Im Bereich Tourismus und Kultur noch viel Potenzial
Erste Auffälligkeit: Hier gibt es neben Verkehrsschildern sogar Ampeln, allerdings haben die Farben hier andere Bedeutungen als in Europa. Grün heißt hier: Du darfst fahren – und Rot heißt hier: Du darfst fahren. Selbst wenn in der Mitte der Kreuzung ein wild pfeifender und fuchtelnder Verkehrspolizist steht, keine Sorge: Du darfst fahren. Dadurch bekommt auch Boda Boda-Fahren einen etwas nervenaufreibenden Touch. Ich war mehrmals in der Situation, dass sich meine besten Momente bereits vor meinem inneren Auge abspulten, nur die Fingernägel meiner Mitfahrerin, die sich bei jedem Beinahe-Unfall in meine Schultern bohrten, holten mich wieder in die Realität zurück.

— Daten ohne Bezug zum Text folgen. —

pub mod api;
pub mod bus;
pub mod house;

pub use api::ApiError;
pub use bus::BusError;
pub use house::HouseError;

use axum::Json;
use axum::http::StatusCode;
use axum::response::{IntoResponse, Response};
use serde_json::json;
use uuid::Uuid;

impl IntoResponse for ApiError {
    fn into_response(self) -> Response {
        let (status, error_message, reason, error_id) = match self {
            ApiError::HouseError(HouseError::InvalidCatalog(e)) => {
                let error_id = Uuid::new_v4();
                tracing::error!(error_id = ?error_id, "Catalog error: {}", e);
                (
                    StatusCode::INTERNAL_SERVER_ERROR,
                    "Internal server error".to_string(),
                    None,
                    Some(error_id.to_string()),
                )
            }
            ApiError::HouseError(e) => (
                e.status_code(),
                e.to_string(),
                e.deny_reason().map(|reason| reason.code()),
                None,
            ),
            ApiError::InternalError(e) => {
                let error_id = Uuid::new_v4();
                tracing::error!(error_id = ?error_id, "Internal error: {}", e);
                (
                    StatusCode::INTERNAL_SERVER_ERROR,
                    "Internal server error".to_string(),
                    None,
                    Some(error_id.to_string()),
                )
            }
        };

        let mut error_obj = json!({
            "code": status.as_u16(),
            "message": error_message
        });

        if let Some(reason) = reason {
            error_obj["reason"] = json!(reason);
        }

        if let Some(error_id) = error_id {
            error_obj["error_id"] = json!(error_id);
        }

        let body = Json(json!({
            "error": error_obj
        }));

        (status, body).into_response()
    }
}

#[cfg(test)]
mod tests {
    use penghuni_api::policy::DenyReason;

    use super::*;

    async fn body_of(error: ApiError) -> (StatusCode, serde_json::Value) {
        let response = error.into_response();
        let status = response.status();
        let body = axum::body::to_bytes(response.into_body(), usize::MAX)
            .await
            .unwrap();

        (status, serde_json::from_slice(&body).unwrap())
    }

    #[tokio::test]
    async fn test_permission_denied_carries_reason() {
        let (status, body) =
            body_of(HouseError::PermissionDenied(DenyReason::LightInUse).into()).await;

        assert_eq!(status, StatusCode::FORBIDDEN);
        assert_eq!(body["error"]["code"], json!(403));
        assert_eq!(body["error"]["reason"], json!("light_in_use"));
        assert_eq!(
            body["error"]["message"],
            json!("Permission denied: occupied, cannot turn off")
        );
        assert!(body["error"].get("error_id").is_none());
    }

    #[tokio::test]
    async fn test_internal_error_is_masked() {
        let (status, body) = body_of(anyhow::anyhow!("socket closed").into()).await;

        assert_eq!(status, StatusCode::INTERNAL_SERVER_ERROR);
        assert_eq!(body["error"]["message"], json!("Internal server error"));
        assert!(body["error"]["error_id"].is_string());
    }

    #[tokio::test]
    async fn test_unknown_room_is_not_found() {
        let (status, body) = body_of(HouseError::UnknownRoom("garasi".into()).into()).await;

        assert_eq!(status, StatusCode::NOT_FOUND);
        assert_eq!(body["error"]["message"], json!("Room not found: garasi"));
    }
}
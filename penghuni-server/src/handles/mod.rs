mod activity_handle;
mod control_handle;
mod sse_handle;
mod status_handle;

pub use activity_handle::*;
pub use control_handle::*;
pub use sse_handle::*;
pub use status_handle::*;
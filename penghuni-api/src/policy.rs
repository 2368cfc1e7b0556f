//! Occupancy-gated permission rules.
//!
//! | occupancy     | operation                  | decision |
//! |---------------|----------------------------|----------|
//! | `berpenghuni` | light on, turn off         | deny     |
//! | `berpenghuni` | light off, turn on         | allow    |
//! | `berpenghuni` | single device, on or off   | allow    |
//! | `berpenghuni` | all lights / devices off   | deny     |
//! | `kosong`      | anything                   | allow    |

use core::fmt;

use serde::{Deserialize, Serialize};

use crate::models::{Action, Occupancy};

/// What a control request wants to do, with the state the rules depend on.
#[derive(Debug, Clone, Copy, PartialEq, Eq)]
pub enum Operation {
    Light { is_on: bool, action: Action },
    Device { action: Action },
    AllLightsOff,
    AllDevicesOff,
}

#[cfg_attr(feature = "docs", derive(utoipa::ToSchema))]
#[derive(Debug, Clone, Copy, PartialEq, Eq, Hash, Serialize, Deserialize)]
#[serde(rename_all = "snake_case")]
pub enum DenyReason {
    LightInUse,
    BulkLightsWhileOccupied,
    BulkDevicesWhileOccupied,
}

impl DenyReason {
    pub fn code(self) -> &'static str {
        match self {
            DenyReason::LightInUse => "light_in_use",
            DenyReason::BulkLightsWhileOccupied => "bulk_lights_while_occupied",
            DenyReason::BulkDevicesWhileOccupied => "bulk_devices_while_occupied",
        }
    }
}

impl fmt::Display for DenyReason {
    fn fmt(&self, f: &mut fmt::Formatter<'_>) -> fmt::Result {
        match self {
            DenyReason::LightInUse => f.write_str("occupied, cannot turn off"),
            DenyReason::BulkLightsWhileOccupied => {
                f.write_str("occupied, cannot turn off all lights")
            }
            DenyReason::BulkDevicesWhileOccupied => {
                f.write_str("occupied, cannot turn off all devices")
            }
        }
    }
}

#[derive(Debug, Clone, Copy, PartialEq, Eq)]
pub enum Decision {
    Allow,
    Deny(DenyReason),
}

impl Decision {
    pub fn is_allowed(self) -> bool {
        matches!(self, Decision::Allow)
    }
}

/// Evaluated fresh on every request; there is nothing to cache.
pub fn evaluate(occupancy: Occupancy, operation: &Operation) -> Decision {
    if !occupancy.is_occupied() {
        return Decision::Allow;
    }

    match *operation {
        Operation::Light {
            is_on: true,
            action: Action::TurnOff,
        } => Decision::Deny(DenyReason::LightInUse),
        Operation::Light { .. } | Operation::Device { .. } => Decision::Allow,
        Operation::AllLightsOff => Decision::Deny(DenyReason::BulkLightsWhileOccupied),
        Operation::AllDevicesOff => Decision::Deny(DenyReason::BulkDevicesWhileOccupied),
    }
}
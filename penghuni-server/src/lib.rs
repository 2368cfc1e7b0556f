use std::net::{IpAddr, SocketAddr};
use std::sync::Arc;

use anyhow::Context;
use tokio::net::TcpListener;

use crate::app::create_app;
use crate::configs::Settings;

pub mod app;
pub mod configs;
pub mod docs;
pub mod errors;
pub mod handles;
pub mod models;
pub mod services;


pub async fn run(settings: &Arc<Settings>) -> anyhow::Result<()> {
    let app = create_app(settings).await?;

    let ip_addr = settings
        .server
        .host
        .parse::<IpAddr>()
        .with_context(|| format!("Invalid server host: {}", settings.server.host))?;

    let address = SocketAddr::from((ip_addr, settings.server.port));

    let listener = TcpListener::bind(&address).await?;

    tracing::info!("listening on {:?}", address);

    axum::serve(listener, app).await?;

    Ok(())
}
use std::sync::Arc;

use penghuni_server::configs::Settings;
use penghuni_server::run;

#[tokio::main]
async fn main() {
    let settings = Arc::new(Settings::new().expect("Failed to load settings."));

    tracing_subscriber::fmt()
        .with_env_filter(tracing_subscriber::EnvFilter::try_from_default_env().unwrap_or_else(|_| {
            let app_name = env!("CARGO_PKG_NAME").replace('-', "_");
            let level = settings.logger.level.as_str();

            format!("{app_name}={level},tower_http={level}").into()
        }))
        .init();

    if let Err(e) = run(&settings).await {
        tracing::error!("Server stopped: {:#}", e);
        std::process::exit(1);
    }
}
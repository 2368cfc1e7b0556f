use std::env;

use config::{Config, ConfigError, Environment, File};
use penghuni_api::models::{AliasSpec, DeviceSpec, RoomSpec};
use serde::{Deserialize, Serialize};

#[derive(Debug, Clone, Serialize, Deserialize)]
pub struct Server {
    pub host: String,
    pub port: u16,
}

#[derive(Debug, Clone, Serialize, Deserialize)]
pub struct Logger {
    pub level: String,
}

#[derive(Debug, Clone, Serialize, Deserialize)]
pub struct Gateway {
    pub host: String,
    pub port: u16,
    pub client_id: String,
    #[serde(default = "default_keep_alive")]
    pub keep_alive_secs: u64,
    #[serde(default = "default_channel_capacity")]
    pub channel_capacity: usize,
    pub credentials: Option<GatewayCredentials>,
}

#[derive(Debug, Clone, Serialize, Deserialize)]
pub struct GatewayCredentials {
    pub username: String,
    pub password: String,
}

/// Fixed room and device catalog of the house.
#[derive(Debug, Clone, Default, Serialize, Deserialize)]
pub struct House {
    pub rooms: Vec<RoomSpec>,
    #[serde(default)]
    pub devices: Vec<DeviceSpec>,
    #[serde(default)]
    pub aliases: Vec<AliasSpec>,
}

#[derive(Debug, Clone, Serialize, Deserialize)]
pub struct Activity {
    #[serde(default = "default_log_capacity")]
    pub log_capacity: usize,
    #[serde(default = "default_notification_capacity")]
    pub notification_capacity: usize,
}

impl Default for Activity {
    fn default() -> Self {
        Self {
            log_capacity: default_log_capacity(),
            notification_capacity: default_notification_capacity(),
        }
    }
}

#[derive(Debug, Clone, Serialize, Deserialize)]
pub struct Settings {
    pub server: Server,
    pub logger: Logger,
    pub gateway: Gateway,
    pub house: House,
    #[serde(default)]
    pub activity: Activity,
}

impl Settings {
    pub fn new() -> Result<Self, ConfigError> {
        let run_mode = env::var("RUN_MODE").unwrap_or("development".into());

        Config::builder()
            .add_source(File::with_name("configs/default"))
            .add_source(File::with_name(&format!("configs/{run_mode}")).required(false))
            .add_source(Environment::with_prefix("PENGHUNI").separator("__"))
            .build()?
            .try_deserialize()
    }

    pub fn from_toml_str(source: &str) -> Result<Self, ConfigError> {
        toml::from_str(source).map_err(|e| ConfigError::Message(e.to_string()))
    }
}

fn default_keep_alive() -> u64 {
    60
}

fn default_channel_capacity() -> usize {
    64
}

fn default_log_capacity() -> usize {
    100
}

fn default_notification_capacity() -> usize {
    10
}

#[cfg(test)]
mod tests {
    use penghuni_api::topic::MessageClass;

    use super::*;

    #[test]
    fn test_from_toml_str() {
        let settings = Settings::from_toml_str(
            r#"
            [server]
            host = "127.0.0.1"
            port = 5000

            [logger]
            level = "debug"

            [gateway]
            host = "localhost"
            port = 1883
            client_id = "penghuni-test"

            [[house.rooms]]
            id = "kamar1"
            name = "Kamar 1"

            [[house.rooms]]
            id = "ruang_cuci"
            name = "Ruang Cuci"

            [[house.devices]]
            id = "pompa_air"
            name = "Pompa Air"
            segment = "pompa"
            room = "ruang_cuci"
            power = 200

            [[house.aliases]]
            room = "ruang_cuci"
            segment = "jemuran"
            classes = ["sensor", "light_command"]
            "#,
        )
        .unwrap();

        assert_eq!(settings.gateway.keep_alive_secs, 60);
        assert!(settings.gateway.credentials.is_none());
        assert_eq!(settings.activity.log_capacity, 100);
        assert_eq!(settings.activity.notification_capacity, 10);
        assert!(settings.house.rooms.iter().all(|room| room.sensor));
        assert_eq!(settings.house.devices[0].segment(), "pompa");
        assert_eq!(
            settings.house.aliases[0].classes,
            vec![MessageClass::Sensor, MessageClass::LightCommand]
        );
    }

    #[test]
    fn test_missing_section_is_rejected() {
        let result = Settings::from_toml_str("[server]\nhost = \"0.0.0.0\"\nport = 5000\n");

        assert!(matches!(result, Err(ConfigError::Message(_))));
    }
}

Auch wenn man der Stadt durchaus anmerkt, dass der Kapitalismus hier schon seine Wurzeln schlägt und teilweise westliche Standards zu erkennen sind, liegt im Bereich Tourismus und Kultur, nett formuliert, noch einiges an Potenzial verborgen.
Während das National Museum stellenweise eher an eine Abstellkammer erinnert, in die von Anthropologie über Vulkanismus und moderne Kunst alles hineingepfercht wurde, was irgendwie Platz hat, beschleicht einen beim Besuch des Mausoleums, in dem sämtliche Könige Ugandas inklusive Familien begraben sind, eher das Gefühl, man hat gerade 10.000 Shilling für den Besuch eines Waldfriedhofs bezahlt. Da unser beider Orientierungssinn leider nicht der bestausgeprägteste ist, hat’s uns auf der Suche nach dem Stadtzentrum leider etwas in die falsche Richtung verschlagen und es dauerte nicht lange, bis wir bemerkten, dass wir in einen der Slums gewandert waren. Alles andere als das Stadtzentrum und auch alles andere als ein Platz zum Wohlfühlen. Als ich nach kurzer Zeit auch schon einem Typen erklären musste, dass meine Hosentasche kein „Take Away“ ist und ich mein Handy doch bitte gern behalten würde, haben wir uns schnell wieder verabschiedet und uns auf die Suche nach einem richtigen Platz zum Wohlfühlen gemacht. Unsere Wahl fiel auf das Irish Pub „Bubbles O Larrys“.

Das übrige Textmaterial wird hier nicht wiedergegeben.